Era como dançar com a tia Elza

Crepúsculo. Caminhava pelas ruas do centro da cidade na contramão da correria de gente saindo do trabalho. Então passou por mim uma senhora e seu perfume invadiu a memória do meu nariz – o perfume da tia Elza.
A família, de Mato Grosso, aos poucos veio se mudando pra São Paulo. Meus pais foram os primeiros. Embora não fôssemos ricos, tínhamos uma casa grande onde hospedar os que vinham do interior passar férias, festas de fim de ano, ou para se tratar, uma vez que não havia bons hospitais onde moravam.
Justo no dia do meu aniversário de seis anos chegou tia Elza. Que presente! Veio para ficar, fazer a faculdade de matemática, precisaria morar conosco pelo menos durante quatro anos. Gostei dela logo que vi seu rosto sorridente, as formas arredondadas…
Naquele tempo, qualquer acontecimento era motivo para comemoração. Quase toda semana tinha um arrasta-pé em casa ou na vizinhança. De tarde o chão era lavado e quando o povo começava a chegar, jogavam fubá no chão de cimento pros passos deslizarem mais fácil.
Tia Elza me ensinava a dançar. No começo eu subia nos pés dela e era conduzido por seus passos ao redor da sala. Depois, já não precisava pisar. Quando me chamava, eu corria, agarrava-lhe a cintura e encostava o rosto entre seus seios, na minha altura. Não havia sensação melhor que aquela: a maciez, o calor e o perfume que só ela usava. Minha cabeça de criança não conseguia entender o que acontecia comigo, como se eu fosse transportado para um balancim em alta velocidade.

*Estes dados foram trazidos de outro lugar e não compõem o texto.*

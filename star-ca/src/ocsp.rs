//! OCSP response generation.

use std::sync::Arc;

use time::OffsetDateTime;
use x509_parser::certificate::X509Certificate;
use x509_parser::prelude::FromDer;

use crate::issuer::IssuerRegistry;
use crate::metrics::{CaMetrics, SignaturePurpose};
use crate::signer::{CertStatus, OcspSignRequest, RevocationReason};
use crate::{Error, Result};

/// A request to attest the status of one certificate.
#[derive(Debug, Clone)]
pub struct OcspSigningRequest {
	/// DER of the certificate in question
	pub cert_der: Vec<u8>,
	/// Status to attest
	pub status: CertStatus,
	/// Revocation reason, for revoked certificates
	pub reason: Option<RevocationReason>,
	/// Revocation time, for revoked certificates
	pub revoked_at: Option<OffsetDateTime>,
}

impl OcspSigningRequest {
	/// A `good` status request for `cert_der`.
	pub fn good(cert_der: impl Into<Vec<u8>>) -> Self {
		Self {
			cert_der: cert_der.into(),
			status: CertStatus::Good,
			reason: None,
			revoked_at: None,
		}
	}

	/// A `revoked` status request for `cert_der`.
	pub fn revoked(
		cert_der: impl Into<Vec<u8>>,
		reason: Option<RevocationReason>,
		revoked_at: OffsetDateTime,
	) -> Self {
		Self {
			cert_der: cert_der.into(),
			status: CertStatus::Revoked,
			reason,
			revoked_at: Some(revoked_at),
		}
	}
}

/// Signs OCSP responses, but only for certificates chaining to a registered issuer.
#[derive(Debug)]
pub struct OcspResponder {
	registry: Arc<IssuerRegistry>,
	metrics: Arc<CaMetrics>,
}

impl OcspResponder {
	/// Creates a responder over `registry`.
	pub fn new(registry: Arc<IssuerRegistry>, metrics: Arc<CaMetrics>) -> Self {
		Self { registry, metrics }
	}

	/// Produces a signed `OCSPResponse` for `request`.
	pub fn generate(&self, request: &OcspSigningRequest) -> Result<Vec<u8>> {
		let (_, cert) = X509Certificate::from_der(&request.cert_der)
			.map_err(|e| Error::malformed(format!("invalid certificate: {e}")))?;

		let issuer_cn = cert
			.issuer()
			.iter_common_name()
			.next()
			.and_then(|cn| cn.as_str().ok())
			.unwrap_or_default();
		let issuer = self.registry.resolve_by_identity(issuer_cn).ok_or_else(|| {
			Error::NotFound(format!(
				"this CA doesn't have an issuer cert with CommonName {issuer_cn:?}"
			))
		})?;

		let (_, issuer_cert) = X509Certificate::from_der(issuer.certificate().as_ref())
			.map_err(|e| Error::internal(format!("registered issuer certificate: {e}")))?;
		cert.verify_signature(Some(issuer_cert.public_key()))
			.map_err(|e| {
				Error::malformed(format!(
					"certificate is not signed by issuer {issuer_cn:?}: {e}"
				))
			})?;

		let sign_request = OcspSignRequest {
			certificate: request.cert_der.clone(),
			serial: cert.raw_serial().to_vec(),
			status: request.status,
			reason: request.reason,
			revoked_at: request.revoked_at,
		};
		let response = issuer.ocsp_signer().sign(&sign_request).map_err(|err| {
			self.metrics.note_sign_error(&err);
			tracing::error!(
				target: "audit",
				serial = %hex::encode(cert.raw_serial()),
				error = %err,
				"failed to sign OCSP response"
			);
			Error::Signing(err)
		})?;
		self.metrics.note_signature(SignaturePurpose::Ocsp);
		Ok(response)
	}
}
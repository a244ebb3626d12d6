use std::collections::BTreeMap;

use parking_lot::Mutex;
use time::OffsetDateTime;
use uuid::Uuid;

use super::PendingRenewal;

/// The external driver that triggers renewals once they fall due.
pub trait RenewalScheduler: Send + Sync {
	/// Records that `renewal` must be issued again at `due`.
	fn schedule(&self, renewal: &PendingRenewal, due: OffsetDateTime) -> Result<(), String>;

	/// Forgets every scheduled renewal of a flow.
	fn cancel(&self, renewal_id: Uuid);
}

/// A renewal recorded by [`InMemoryScheduler`].
#[derive(Debug, Clone, PartialEq, Eq)]
pub struct ScheduledRenewal {
	/// The renewal to issue
	pub renewal: PendingRenewal,
	/// When it falls due
	pub due: OffsetDateTime,
}

/// A [`RenewalScheduler`] that only records, for polling drivers and tests.
#[derive(Debug, Default)]
pub struct InMemoryScheduler {
	entries: Mutex<BTreeMap<Uuid, ScheduledRenewal>>,
}

impl InMemoryScheduler {
	/// Creates an empty schedule.
	pub fn new() -> Self {
		Self::default()
	}

	/// The next scheduled renewal of a flow.
	pub fn scheduled(&self, renewal_id: Uuid) -> Option<ScheduledRenewal> {
		self.entries.lock().get(&renewal_id).cloned()
	}

	/// Every renewal due at or before `now`.
	pub fn due(&self, now: OffsetDateTime) -> Vec<ScheduledRenewal> {
		self.entries
			.lock()
			.values()
			.filter(|entry| entry.due <= now)
			.cloned()
			.collect()
	}
}

impl RenewalScheduler for InMemoryScheduler {
	fn schedule(&self, renewal: &PendingRenewal, due: OffsetDateTime) -> Result<(), String> {
		self.entries.lock().insert(
			renewal.renewal_id,
			ScheduledRenewal {
				renewal: renewal.clone(),
				due,
			},
		);
		Ok(())
	}

	fn cancel(&self, renewal_id: Uuid) {
		self.entries.lock().remove(&renewal_id);
	}
}
//! Certificate signing request parsing.

use pem::Pem;
use x509_parser::certification_request::X509CertificationRequest;
use x509_parser::extensions::{GeneralName, ParsedExtension};
use x509_parser::prelude::{FromDer, ParsedCriAttribute};
use x509_parser::public_key::PublicKey;

use crate::oid;
use crate::{Error, Result};

/// The algorithm of a subject public key.
#[derive(Debug, Clone, PartialEq, Eq)]
pub enum KeyAlgorithm {
	/// RSA with the given modulus size in bits
	Rsa {
		/// Modulus size in bits
		bits: usize,
	},
	/// ECDSA on the named curve
	Ecdsa {
		/// Curve OID arcs, if the parameters name one
		curve: Option<Vec<u64>>,
	},
	/// Any other algorithm, by OID arcs
	Other(Vec<u64>),
}

/// The public key carried by a CSR.
#[derive(Debug, Clone, PartialEq, Eq)]
pub struct PublicKeyInfo {
	/// Key algorithm
	pub algorithm: KeyAlgorithm,
	/// DER-encoded SubjectPublicKeyInfo
	pub spki_der: Vec<u8>,
	/// Contents of the SubjectPublicKeyInfo bit string
	pub key_bits: Vec<u8>,
}

/// One entry of the CSR's extension request attribute, kept raw.
#[derive(Debug, Clone, PartialEq, Eq)]
pub struct RequestedExtension {
	/// Object identifier arcs, `None` when an arc does not fit in a `u64`
	pub oid: Option<Vec<u64>>,
	/// Content octets of the DER-encoded object identifier
	pub oid_der: Vec<u8>,
	/// Critical flag as requested
	pub critical: bool,
	/// Raw `extnValue` contents
	pub value: Vec<u8>,
}

/// An owned view of a parsed PKCS#10 request.
#[derive(Debug, Clone)]
pub struct ParsedCsr {
	der: Vec<u8>,
	/// Subject public key
	pub public_key: PublicKeyInfo,
	/// Subject common name, if present
	pub common_name: Option<String>,
	/// DNS names of the first requested subject alternative name extension
	pub dns_names: Vec<String>,
	/// Every requested extension, in request order, duplicates included
	pub requested_extensions: Vec<RequestedExtension>,
	/// Signature algorithm OID arcs
	pub signature_algorithm: Vec<u64>,
	/// Whether the request's self-signature verified
	pub signature_valid: bool,
}

impl ParsedCsr {
	/// Parse a certificate signing request from DER-encoded bytes
	pub fn from_der(der: &[u8]) -> Result<Self> {
		let (rest, csr) = X509CertificationRequest::from_der(der)
			.map_err(|e| Error::malformed(format!("invalid CSR: {e}")))?;
		if !rest.is_empty() {
			return Err(Error::malformed("trailing data after CSR"));
		}

		let signature_valid = csr.verify_signature().is_ok();
		let signature_algorithm = oid::arcs(&csr.signature_algorithm.algorithm)
			.ok_or_else(|| Error::malformed("unrepresentable signature algorithm"))?;

		let info = &csr.certification_request_info;
		let spki = &info.subject_pki;
		let algorithm = if oid::matches(&spki.algorithm.algorithm, oid::RSA_ENCRYPTION) {
			let bits = match spki.parsed() {
				Ok(PublicKey::RSA(rsa)) => modulus_bits(rsa.modulus),
				_ => return Err(Error::malformed("invalid RSA public key")),
			};
			KeyAlgorithm::Rsa { bits }
		} else if oid::matches(&spki.algorithm.algorithm, oid::EC_PUBLIC_KEY) {
			let curve = spki
				.algorithm
				.parameters
				.as_ref()
				.and_then(|params| params.as_oid().ok())
				.and_then(|curve| oid::arcs(&curve));
			KeyAlgorithm::Ecdsa { curve }
		} else {
			KeyAlgorithm::Other(oid::arcs(&spki.algorithm.algorithm).unwrap_or_default())
		};

		let common_name = info
			.subject
			.iter_common_name()
			.next()
			.and_then(|cn| cn.as_str().ok())
			.map(str::to_owned);

		// Raw values are kept so unknown extensions can be classified later.
		let mut requested_extensions = Vec::new();
		let mut dns_names = None;
		for attr in info.iter_attributes() {
			let ParsedCriAttribute::ExtensionRequest(request) = attr.parsed_attribute() else {
				continue;
			};
			for ext in &request.extensions {
				if dns_names.is_none() {
					if let ParsedExtension::SubjectAlternativeName(san) = ext.parsed_extension() {
						dns_names = Some(
							san.general_names
								.iter()
								.filter_map(|name| match name {
									GeneralName::DNSName(dns) => Some(dns.to_string()),
									_ => None,
								})
								.collect::<Vec<_>>(),
						);
					}
				}
				requested_extensions.push(RequestedExtension {
					oid: oid::arcs(&ext.oid),
					oid_der: ext.oid.as_bytes().to_vec(),
					critical: ext.critical,
					value: ext.value.to_vec(),
				});
			}
		}

		Ok(Self {
			der: der.to_vec(),
			public_key: PublicKeyInfo {
				algorithm,
				spki_der: spki.raw.to_vec(),
				key_bits: spki.subject_public_key.data.to_vec(),
			},
			common_name,
			dns_names: dns_names.unwrap_or_default(),
			requested_extensions,
			signature_algorithm,
			signature_valid,
		})
	}

	/// Parse a certificate signing request from the ASCII PEM format
	pub fn from_pem(pem_str: &str) -> Result<Self> {
		let csr = pem::parse(pem_str).map_err(|e| Error::malformed(format!("invalid PEM: {e}")))?;
		Self::from_der(csr.contents())
	}

	/// The request exactly as it was received.
	pub fn der(&self) -> &[u8] {
		&self.der
	}

	/// The request as a `CERTIFICATE REQUEST` PEM block.
	pub fn to_pem(&self) -> String {
		let p = Pem::new("CERTIFICATE REQUEST", self.der.clone());
		pem::encode_config(&p, crate::ENCODE_CONFIG)
	}

	/// Hex SHA-256 of the raw request, used to correlate audit records.
	pub fn sha256_hex(&self) -> String {
		hex::encode(ring::digest::digest(&ring::digest::SHA256, &self.der))
	}
}

fn modulus_bits(modulus: &[u8]) -> usize {
	let significant = match modulus.iter().position(|b| *b != 0) {
		Some(start) => &modulus[start..],
		None => return 0,
	};
	significant.len() * 8 - significant[0].leading_zeros() as usize
}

Outra coisa que não esqueço é dos domingos, quando ela passava o dia todo em casa. Lembro bem, devia ter uns oito anos, meu pai comprou nossa primeira televisão. Lembro bem, sentado ao lado dela, rindo das piadas do palhaço Arrelia. Ela deixava crescer as unhas dos mindinhos, bem pintadas de rosa suave. Enquanto apreciávamos a televisão, ela colocava a unha do mindinho em minhas orelhas com muita delicadeza, um cafuné. Além do perfume que até tonturas me causava, o roçar de suas unhas fervia o meu sangue.
Quando entrei no ginásio, não gostava de matemática, ia mal, notas baixas. Meus pais trabalhavam muito, não tinham tempo para se ocupar com o estudo dos filhos, coisa comum naqueles tempos. Tia Elza, porém, olhava meu boletim e se preocupou a ponto de propor que me daria aulas particulares duas vezes por semana depois do jantar.
Fiquei super feliz, mesmo sabendo que perderia os jogos de queimada que aconteciam todas as noites na calçada da rua naquela hora. Amava aqueles encontros, sentados lado a lado, o mesmo perfume, seus lábios cor de amora que se abriam num sorriso de fada. Não aprendia quase nada, inebriado pela presença dela.
– Tá no mundo da lua, menino? Preste atenção!
Censurava com suavidade, a voz tão aveludada, como eu poderia me concentrar na lição? Ela parecia não ligar para os meus fracassos nas provas, para o fato de eu não estar conseguindo aprender o que ela me ensinava, não desistia de ensinar, não desistia daquelas aulas noturnas. Cheguei a pensar que ela também gostava daquilo que acontecia entre nós, das sensações maravilhosas que me atacavam quando ela chegava perto.
Quando terminou a faculdade ela voltou para o interior. Era natal quando partiu. Foram as piores férias da minha vida, cheguei a chorar escondido, mas a tristeza durou apenas dois meses, quando teve início um novo ano escolar. No pátio, antes da primeira aula do ano, senti aquele cheiro – o mesmo perfume. Seria possível? Procurei a fonte e encontrei. Era uma menina linda que jogava as tranças de um lado pro outro enquanto falava. Quando bateu o sinal, ela entrou na minha classe, era uma novata.
Sentei-me atrás dela. Era como dançar com tia Elza.